3. Do not discuss the divorce with the children; however, you shouldn’t hide the divorce from your children, either. They will be sensitive to the situation, and honesty is the best policy with them. Let them know that the divorce is not their fault in any way, and that you and your spouse have your own issues to cope with.

4. Likewise, do not use your kids as “go-betweens” or in any way put them in the middle of the conflict. Do not bad mouth your spouse to your kids.

5. Although you may feel deeply violated and wronged in the marriage, do not threaten your spouse with vindictive claims like “You’ll never see our kids again!” or “I’ll take you for everything you’re worth!” Instead, take the high road and let your attorney and the court work to resolve all issues.
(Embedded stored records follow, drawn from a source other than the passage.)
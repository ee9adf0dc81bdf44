//! Batch sources: where each tick's raw lines come from.

use std::collections::{HashSet, VecDeque};
use std::fs;
use std::io;
use std::path::{Path, PathBuf};

use anyhow::Result;
use serde::{Deserialize, Serialize};
use tracing::{debug, warn};

use cf_core::{parse_batch, AppearanceRecord, CoreError, Feed, RatingRecord, Tick};

/// Raw lines delivered for one tick, one list per feed.
#[derive(Debug, Clone, Default, Serialize, Deserialize, PartialEq, Eq)]
pub struct RawBatch {
    pub appearances: Vec<String>,
    pub ratings: Vec<String>,
}

impl RawBatch {
    pub fn new<A, R>(appearances: A, ratings: R) -> Self
    where
        A: IntoIterator,
        A::Item: Into<String>,
        R: IntoIterator,
        R::Item: Into<String>,
    {
        Self {
            appearances: appearances.into_iter().map(Into::into).collect(),
            ratings: ratings.into_iter().map(Into::into).collect(),
        }
    }

    pub fn lines(&self, feed: Feed) -> &[String] {
        match feed {
            Feed::Appearance => &self.appearances,
            Feed::Rating => &self.ratings,
        }
    }

    pub fn is_empty(&self) -> bool {
        self.appearances.is_empty() && self.ratings.is_empty()
    }

    /// Parse both feeds, failing on the first malformed line.
    pub fn parse(&self) -> Result<ParsedBatch, CoreError> {
        Ok(ParsedBatch {
            appearances: parse_batch(&self.appearances)?,
            ratings: parse_batch(&self.ratings)?,
        })
    }
}

/// Typed records of one tick.
#[derive(Debug, Clone, Default, PartialEq)]
pub struct ParsedBatch {
    pub appearances: Vec<AppearanceRecord>,
    pub ratings: Vec<RatingRecord>,
}

pub trait BatchSource {
    /// The batch for `tick`. A tick without new input yields an empty batch.
    fn next_batch(&mut self, tick: Tick) -> Result<RawBatch>;
}

/// Hands out queued batches in order, then empty batches forever.
#[derive(Debug, Clone, Default)]
pub struct ScriptedSource {
    batches: VecDeque<RawBatch>,
}

impl ScriptedSource {
    pub fn new(batches: impl IntoIterator<Item = RawBatch>) -> Self {
        Self {
            batches: batches.into_iter().collect(),
        }
    }

    pub fn remaining(&self) -> usize {
        self.batches.len()
    }
}

impl BatchSource for ScriptedSource {
    fn next_batch(&mut self, _tick: Tick) -> Result<RawBatch> {
        Ok(self.batches.pop_front().unwrap_or_default())
    }
}

/// Watches one directory per feed. Each tick consumes the next unseen file of
/// each directory in file-name order. Hidden files are ignored so writers can
/// stage a file under a dot-name and rename it into place.
#[derive(Debug, Clone)]
pub struct DirectorySource {
    appearances: FeedDir,
    ratings: FeedDir,
}

impl DirectorySource {
    pub fn new(appearances: impl Into<PathBuf>, ratings: impl Into<PathBuf>) -> Self {
        Self {
            appearances: FeedDir::new(appearances.into()),
            ratings: FeedDir::new(ratings.into()),
        }
    }
}

impl BatchSource for DirectorySource {
    fn next_batch(&mut self, tick: Tick) -> Result<RawBatch> {
        Ok(RawBatch {
            appearances: self.appearances.next_lines(tick),
            ratings: self.ratings.next_lines(tick),
        })
    }
}

#[derive(Debug, Clone)]
struct FeedDir {
    dir: PathBuf,
    seen: HashSet<PathBuf>,
}

impl FeedDir {
    fn new(dir: PathBuf) -> Self {
        Self {
            dir,
            seen: HashSet::new(),
        }
    }

    /// Lines of the next unseen file, or nothing when there is none. An
    /// unreadable directory or file is logged and yields an empty batch; the
    /// file stays unseen and is retried on the next tick.
    fn next_lines(&mut self, tick: Tick) -> Vec<String> {
        let path = match self.next_file() {
            Ok(Some(path)) => path,
            Ok(None) => return Vec::new(),
            Err(e) => {
                warn!(tick, dir = %self.dir.display(), error = %e, "feed directory unavailable");
                return Vec::new();
            }
        };
        let text = match fs::read_to_string(&path) {
            Ok(text) => text,
            Err(e) => {
                warn!(tick, file = %path.display(), error = %e, "failed to read batch file");
                return Vec::new();
            }
        };
        let lines: Vec<String> = text
            .lines()
            .filter(|l| !l.trim().is_empty())
            .map(str::to_string)
            .collect();
        debug!(tick, file = %path.display(), lines = lines.len(), "picked up batch file");
        self.seen.insert(path);
        lines
    }

    fn next_file(&self) -> io::Result<Option<PathBuf>> {
        let mut next: Option<PathBuf> = None;
        for entry in fs::read_dir(&self.dir)? {
            let path = entry?.path();
            if !path.is_file() || is_hidden(&path) || self.seen.contains(&path) {
                continue;
            }
            if next.as_ref().map_or(true, |current| path < *current) {
                next = Some(path);
            }
        }
        Ok(next)
    }
}

fn is_hidden(path: &Path) -> bool {
    path.file_name()
        .and_then(|n| n.to_str())
        .map_or(false, |n| n.starts_with('.'))
}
6. Do not agree to capitulate and surrender everything just because you want to get out of the marriage as quickly as possible, or because you still love your spouse and you think that by giving in, he or she will not go through with the divorce.

7. No matter how well-intended or similar to your situation a friend’s experience may be, do not take your friend’s advice as legal counsel. Only a qualified attorney is in a position and has the wide experience needed to give the best legal advice.

8. Do not procrastinate: the temptation to remain in the situation you know, however unpleasant, can keep you from getting out from under a dysfunctional marriage. Remember that staying put is much easier than making a major life change, but that that change may be what is best for you in the long haul.]

9. Do not overlook the small things, however insignificant they may seem, may be important later: make duplicates of the family album, videos of the kids playing, or other small, personal items, so that neither of you feels cheated. Buy duplicate CDs or other items that are deeply sentimental for both of you.

10. Do not complain to your family and friends about your insufferable marriage or how horrid your spouse is.

The information contained in this blog is for educational purposes only and is not legal advice. The use of this Blog does not create an attorney/client relationship between you and the Law Offices of Barry R. Lewis. If you are considering divorce or if you are involved in any legal matter, you should hire an attorney.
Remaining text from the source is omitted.